_What is being asked_.
Every line below that contains the word "columns" must be copied.

(Listed records Opens)

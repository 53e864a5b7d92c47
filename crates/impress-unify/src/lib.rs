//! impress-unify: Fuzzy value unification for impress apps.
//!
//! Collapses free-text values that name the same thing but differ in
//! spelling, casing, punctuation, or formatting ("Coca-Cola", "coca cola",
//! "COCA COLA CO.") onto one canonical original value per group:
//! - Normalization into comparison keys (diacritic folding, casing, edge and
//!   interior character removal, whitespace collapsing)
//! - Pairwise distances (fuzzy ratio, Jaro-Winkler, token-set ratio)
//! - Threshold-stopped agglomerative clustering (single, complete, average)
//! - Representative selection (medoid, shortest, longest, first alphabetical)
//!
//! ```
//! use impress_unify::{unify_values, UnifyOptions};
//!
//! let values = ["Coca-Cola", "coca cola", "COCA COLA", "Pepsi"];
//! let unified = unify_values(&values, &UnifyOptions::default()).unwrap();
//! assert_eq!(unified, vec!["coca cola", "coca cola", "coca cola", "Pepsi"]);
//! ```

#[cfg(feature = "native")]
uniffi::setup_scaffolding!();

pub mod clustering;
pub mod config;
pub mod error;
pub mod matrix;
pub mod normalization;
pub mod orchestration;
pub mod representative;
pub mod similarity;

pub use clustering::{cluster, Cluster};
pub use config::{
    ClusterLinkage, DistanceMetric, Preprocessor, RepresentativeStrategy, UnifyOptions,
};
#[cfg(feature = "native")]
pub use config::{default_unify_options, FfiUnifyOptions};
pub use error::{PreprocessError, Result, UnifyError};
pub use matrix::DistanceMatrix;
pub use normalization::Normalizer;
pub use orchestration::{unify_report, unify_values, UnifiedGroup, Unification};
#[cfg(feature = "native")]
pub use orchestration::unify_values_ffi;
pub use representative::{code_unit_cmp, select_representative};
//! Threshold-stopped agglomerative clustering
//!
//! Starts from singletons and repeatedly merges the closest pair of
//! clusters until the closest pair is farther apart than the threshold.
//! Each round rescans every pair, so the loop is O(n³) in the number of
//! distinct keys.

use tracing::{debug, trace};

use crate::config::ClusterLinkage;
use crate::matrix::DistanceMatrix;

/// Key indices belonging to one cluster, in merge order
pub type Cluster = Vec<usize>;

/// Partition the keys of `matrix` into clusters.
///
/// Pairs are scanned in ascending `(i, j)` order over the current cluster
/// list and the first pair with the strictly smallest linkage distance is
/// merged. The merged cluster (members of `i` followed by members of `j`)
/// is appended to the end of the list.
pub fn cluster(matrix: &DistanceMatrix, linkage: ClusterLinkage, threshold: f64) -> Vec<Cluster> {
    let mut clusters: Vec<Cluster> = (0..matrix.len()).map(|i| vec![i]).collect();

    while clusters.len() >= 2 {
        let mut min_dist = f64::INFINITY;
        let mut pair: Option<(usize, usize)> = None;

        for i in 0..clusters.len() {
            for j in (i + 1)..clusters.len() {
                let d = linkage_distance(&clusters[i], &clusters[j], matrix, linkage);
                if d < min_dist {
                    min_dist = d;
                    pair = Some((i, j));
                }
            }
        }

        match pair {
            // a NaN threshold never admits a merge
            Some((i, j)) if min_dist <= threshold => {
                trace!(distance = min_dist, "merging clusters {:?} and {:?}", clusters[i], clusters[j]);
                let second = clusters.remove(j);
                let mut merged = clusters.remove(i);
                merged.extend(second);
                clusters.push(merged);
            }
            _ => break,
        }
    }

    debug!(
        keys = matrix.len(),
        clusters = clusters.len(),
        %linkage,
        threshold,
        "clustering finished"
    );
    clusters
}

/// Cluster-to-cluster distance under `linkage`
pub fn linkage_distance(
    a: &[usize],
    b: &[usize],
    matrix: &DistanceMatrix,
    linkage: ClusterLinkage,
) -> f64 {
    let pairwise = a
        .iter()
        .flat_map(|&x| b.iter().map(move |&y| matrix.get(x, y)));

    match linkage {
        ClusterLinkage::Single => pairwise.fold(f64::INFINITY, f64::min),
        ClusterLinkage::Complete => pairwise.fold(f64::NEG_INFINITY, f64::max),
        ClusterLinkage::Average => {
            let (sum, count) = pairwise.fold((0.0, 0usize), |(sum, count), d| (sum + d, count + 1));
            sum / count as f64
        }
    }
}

(Listed records Closes)
(Listed records Opens)

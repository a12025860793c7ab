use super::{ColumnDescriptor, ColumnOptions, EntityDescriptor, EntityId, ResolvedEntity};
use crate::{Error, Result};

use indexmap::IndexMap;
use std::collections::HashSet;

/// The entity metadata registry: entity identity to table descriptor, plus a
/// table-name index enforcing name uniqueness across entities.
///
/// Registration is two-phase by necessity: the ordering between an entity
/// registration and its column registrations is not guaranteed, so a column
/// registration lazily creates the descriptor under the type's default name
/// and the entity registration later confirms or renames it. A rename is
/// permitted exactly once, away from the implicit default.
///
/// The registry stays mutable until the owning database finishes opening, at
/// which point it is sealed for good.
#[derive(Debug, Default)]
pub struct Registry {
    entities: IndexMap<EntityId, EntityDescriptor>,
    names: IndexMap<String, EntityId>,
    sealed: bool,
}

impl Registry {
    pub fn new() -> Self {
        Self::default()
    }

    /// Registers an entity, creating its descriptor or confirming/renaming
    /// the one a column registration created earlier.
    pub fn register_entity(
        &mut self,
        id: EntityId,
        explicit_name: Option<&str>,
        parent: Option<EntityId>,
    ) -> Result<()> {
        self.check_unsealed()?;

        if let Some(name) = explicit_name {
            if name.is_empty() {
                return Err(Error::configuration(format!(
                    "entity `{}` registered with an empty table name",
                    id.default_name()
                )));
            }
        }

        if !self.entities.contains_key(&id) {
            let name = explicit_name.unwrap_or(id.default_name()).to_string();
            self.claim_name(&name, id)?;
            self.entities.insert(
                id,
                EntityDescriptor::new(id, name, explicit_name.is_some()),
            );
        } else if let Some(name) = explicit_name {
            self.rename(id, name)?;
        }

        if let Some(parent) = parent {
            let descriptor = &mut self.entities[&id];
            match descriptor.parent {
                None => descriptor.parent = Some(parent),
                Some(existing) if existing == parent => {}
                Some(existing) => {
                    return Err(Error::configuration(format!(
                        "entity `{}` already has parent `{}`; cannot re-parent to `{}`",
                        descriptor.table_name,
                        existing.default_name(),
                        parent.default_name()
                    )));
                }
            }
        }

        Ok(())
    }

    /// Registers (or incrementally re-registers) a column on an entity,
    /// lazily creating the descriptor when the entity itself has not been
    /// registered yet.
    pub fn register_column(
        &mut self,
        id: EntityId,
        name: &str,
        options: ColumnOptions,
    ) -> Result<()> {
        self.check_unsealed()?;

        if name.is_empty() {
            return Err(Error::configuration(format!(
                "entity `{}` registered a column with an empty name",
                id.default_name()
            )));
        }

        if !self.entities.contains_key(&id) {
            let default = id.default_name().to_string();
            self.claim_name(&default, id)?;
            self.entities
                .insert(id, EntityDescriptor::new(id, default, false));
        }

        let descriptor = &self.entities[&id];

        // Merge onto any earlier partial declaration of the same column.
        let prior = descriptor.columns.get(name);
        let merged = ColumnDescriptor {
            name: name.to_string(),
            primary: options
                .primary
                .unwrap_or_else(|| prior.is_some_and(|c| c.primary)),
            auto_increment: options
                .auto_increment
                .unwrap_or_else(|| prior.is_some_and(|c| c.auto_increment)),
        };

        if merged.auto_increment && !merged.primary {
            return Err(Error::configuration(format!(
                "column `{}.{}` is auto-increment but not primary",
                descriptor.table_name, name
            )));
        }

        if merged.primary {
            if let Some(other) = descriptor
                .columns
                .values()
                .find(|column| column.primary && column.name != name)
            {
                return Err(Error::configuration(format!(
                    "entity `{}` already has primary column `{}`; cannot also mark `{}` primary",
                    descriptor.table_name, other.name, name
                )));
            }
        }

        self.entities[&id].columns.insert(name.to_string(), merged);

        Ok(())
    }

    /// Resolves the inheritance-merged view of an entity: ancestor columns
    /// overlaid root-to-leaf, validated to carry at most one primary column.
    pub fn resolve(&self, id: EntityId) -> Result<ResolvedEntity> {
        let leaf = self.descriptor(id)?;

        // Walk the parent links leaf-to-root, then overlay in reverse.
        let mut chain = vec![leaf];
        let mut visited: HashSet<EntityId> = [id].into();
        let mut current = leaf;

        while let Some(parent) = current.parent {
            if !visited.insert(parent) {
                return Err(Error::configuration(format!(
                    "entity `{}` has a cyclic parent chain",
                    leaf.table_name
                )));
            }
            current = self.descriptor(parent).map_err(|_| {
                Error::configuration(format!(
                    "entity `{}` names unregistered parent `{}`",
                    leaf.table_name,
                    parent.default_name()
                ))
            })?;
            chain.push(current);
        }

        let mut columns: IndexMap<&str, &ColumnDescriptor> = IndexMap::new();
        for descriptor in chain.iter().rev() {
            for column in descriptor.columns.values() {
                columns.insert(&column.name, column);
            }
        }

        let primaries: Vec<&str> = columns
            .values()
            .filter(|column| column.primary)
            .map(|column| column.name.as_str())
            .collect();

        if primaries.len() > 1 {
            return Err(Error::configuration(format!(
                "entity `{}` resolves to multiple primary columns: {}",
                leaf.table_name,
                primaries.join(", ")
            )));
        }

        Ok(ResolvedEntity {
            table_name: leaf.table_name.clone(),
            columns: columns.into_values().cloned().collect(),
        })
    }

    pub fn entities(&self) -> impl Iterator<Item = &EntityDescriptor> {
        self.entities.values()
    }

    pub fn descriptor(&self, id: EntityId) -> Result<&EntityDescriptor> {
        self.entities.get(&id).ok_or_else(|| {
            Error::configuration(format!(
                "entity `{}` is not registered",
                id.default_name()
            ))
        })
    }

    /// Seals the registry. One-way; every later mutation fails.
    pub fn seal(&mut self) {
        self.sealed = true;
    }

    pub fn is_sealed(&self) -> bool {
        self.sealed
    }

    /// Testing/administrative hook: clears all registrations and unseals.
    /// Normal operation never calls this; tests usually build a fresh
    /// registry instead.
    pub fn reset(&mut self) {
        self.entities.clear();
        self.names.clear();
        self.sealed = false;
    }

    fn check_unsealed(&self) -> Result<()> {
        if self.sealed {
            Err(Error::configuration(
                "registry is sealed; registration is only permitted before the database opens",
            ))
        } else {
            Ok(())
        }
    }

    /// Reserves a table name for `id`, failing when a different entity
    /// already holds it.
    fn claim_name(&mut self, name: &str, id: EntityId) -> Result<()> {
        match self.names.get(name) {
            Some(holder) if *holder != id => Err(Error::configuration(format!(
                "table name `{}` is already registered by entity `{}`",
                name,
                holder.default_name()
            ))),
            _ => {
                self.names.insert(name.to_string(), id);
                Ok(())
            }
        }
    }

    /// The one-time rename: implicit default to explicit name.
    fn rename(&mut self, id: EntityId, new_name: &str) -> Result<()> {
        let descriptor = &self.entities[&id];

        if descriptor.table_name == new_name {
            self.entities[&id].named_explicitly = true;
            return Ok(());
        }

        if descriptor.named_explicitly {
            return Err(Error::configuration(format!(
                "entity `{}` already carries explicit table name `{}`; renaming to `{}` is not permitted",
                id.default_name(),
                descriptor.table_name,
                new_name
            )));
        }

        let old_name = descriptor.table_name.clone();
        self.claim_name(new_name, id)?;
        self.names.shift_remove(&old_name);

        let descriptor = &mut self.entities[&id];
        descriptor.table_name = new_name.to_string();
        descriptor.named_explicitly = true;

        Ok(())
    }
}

(Listed records Closes)

_Result of this task_.
        let prior = descriptor.columns.get(name);
                .columns
        self.entities[&id].columns.insert(name.to_string(), merged);
    /// Resolves the inheritance-merged view of an entity: ancestor columns
        let mut columns: IndexMap<&str, &ColumnDescriptor> = IndexMap::new();
            for column in descriptor.columns.values() {
                columns.insert(&column.name, column);
        let primaries: Vec<&str> = columns
                "entity `{}` resolves to multiple primary columns: {}",
            columns: columns.into_values().cloned().collect(),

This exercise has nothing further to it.